Determined to avenge his brother, Oruc secured the support of the Ottoman governor of Antalya, who supplied him with a fleet of galleys to combat the Knights’ marauding. In a series of attacks, he captured several enemy galleons, subsequently raiding Italy. Joining forces, from 1509 Oruc, Hizir and Ishak defeated a host of Spanish ships across the Mediterranean. In one such battle, in 1512, Oruc lost his left arm, earning the nickname Silver Arm after replacing it with a silver prosthetic limb.
Undeterred, the three brothers raided yet further off the Italian and Spanish coasts, in one month alone capturing a further twenty-three ships. They began producing their own gunpowder, and over the next four years raided, destroyed or captured a succession of ships, fortresses and cities. In 1516, they liberated Algiers from the Spaniards, Oruc declaring himself a sultan, though he relinquished the title the following year to the Ottoman sultan, who in return appointed him governor of Algiers and chief naval governor of the western Mediterranean—positions he held until 1518, when he and Ishak were killed by the troops of Charles I of Spain (later Emperor Charles V).
Hizir, the sole surviving brother and the man remembered today as Barbarossa, took on his brother’s mantle. In 1519, he defended Algiers against a joint Spanish–Italian attack, striking back the same year by raiding Provence. Then, following numerous raids along the French and Spanish coasts, in 1522 he contributed to the Ottoman conquest of Rhodes that finally vanquished the Knights of St. John.
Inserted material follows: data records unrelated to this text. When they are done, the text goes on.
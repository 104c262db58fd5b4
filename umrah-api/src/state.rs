use std::sync::Arc;

use umrah_catalog::InventorySource;
use umrah_core::{BookingRepository, PackageRepository, PaymentGateway};
use umrah_offer::{HotelCities, PackageComposer, SearchMatcher};
use umrah_order::{PackageService, PaymentEventHandler, PaymentOrchestrator, WebhookVerifier};
use umrah_shared::Masked;
use umrah_store::app_config::Config;

#[derive(Clone)]
pub struct AuthConfig {
    pub secret: Masked<String>,
}

#[derive(Clone)]
pub struct AppState {
    pub search: Arc<SearchMatcher>,
    pub packages: PackageService,
    pub bookings: Arc<dyn BookingRepository>,
    pub payments: Arc<PaymentOrchestrator>,
    pub webhooks: Arc<PaymentEventHandler>,
    pub auth: AuthConfig,
}

impl AppState {
    /// Wires the services over the given inventory, stores and processor.
    pub fn new(
        config: &Config,
        inventory: Arc<dyn InventorySource>,
        packages: Arc<dyn PackageRepository>,
        bookings: Arc<dyn BookingRepository>,
        gateway: Arc<dyn PaymentGateway>,
    ) -> Self {
        let currency = config.payments.currency.clone();

        let mut cities = HotelCities::default();
        for (slot, city) in cities.0.iter_mut().zip(&config.catalog.hotel_cities) {
            *slot = city.clone();
        }
        let composer = PackageComposer::new(config.catalog.destination_city.clone(), currency.clone());
        let search = SearchMatcher::new(inventory, cities, composer, currency.clone());

        let verifier = WebhookVerifier::new(
            config.payments.webhook_secret.clone(),
            config.payments.signature_tolerance_seconds,
        );

        Self {
            search: Arc::new(search),
            packages: PackageService::new(packages.clone()),
            payments: Arc::new(PaymentOrchestrator::new(gateway, packages.clone(), currency)),
            webhooks: Arc::new(PaymentEventHandler::new(packages, bookings.clone(), verifier)),
            bookings,
            auth: AuthConfig {
                secret: config.auth.jwt_secret.clone(),
            },
        }
    }
}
In 1525, he raided Sardinia, going on to recapture Algiers and take Tunis in 1529, launching further attacks from both.
In 1530, Emperor Charles V sought the help of Andrea Doria, the talented Genoese admiral, to challenge Barbarossa’s dominance, but the following year Barbarossa trounced Doria, winning the personal gratitude of Sultan Suleiman the Magnificent, who made him Capudan Pasha—fleet admiral and chief governor of North Africa—and giving him the honorary name Barbarossa Hayreddin Pasha.
In 1538—already a living legend among the Muslims for freeing African Muslim slaves from Spanish galleys and bringing glory to the Ottoman empire—Barbarossa scattered a combined Spanish, Maltese, Venetian and German fleet at the Battle of Preveza, thereby securing Turkish dominance of the eastern Mediterranean for nearly forty years. In September 1540, Charles offered him a huge bribe to switch sides, but Barbarossa refused outright, and in 1543, as his fleet lurked in the mouth of the River Tiber, he even threatened to advance on Rome, but was dissuaded by the French, with whom he had entered into a temporary alliance. By now the cities of the Italian coast, including the proud Genoese, had given up trying to defeat him, choosing instead to send huge payments in return for being spared from attack. Barbarossa was master of the Italian and Mediterranean coasts.
In 1545, undefeated and having ensured Ottoman dominance of the Mediterranean and North Africa, Barbarossa retired to a magnificent villa on the northern shore of the Bosphorus. Here he wrote his memoirs until he died from natural causes in 1546. He left his son, Hasan Pasha, as his successor as ruler of Algiers.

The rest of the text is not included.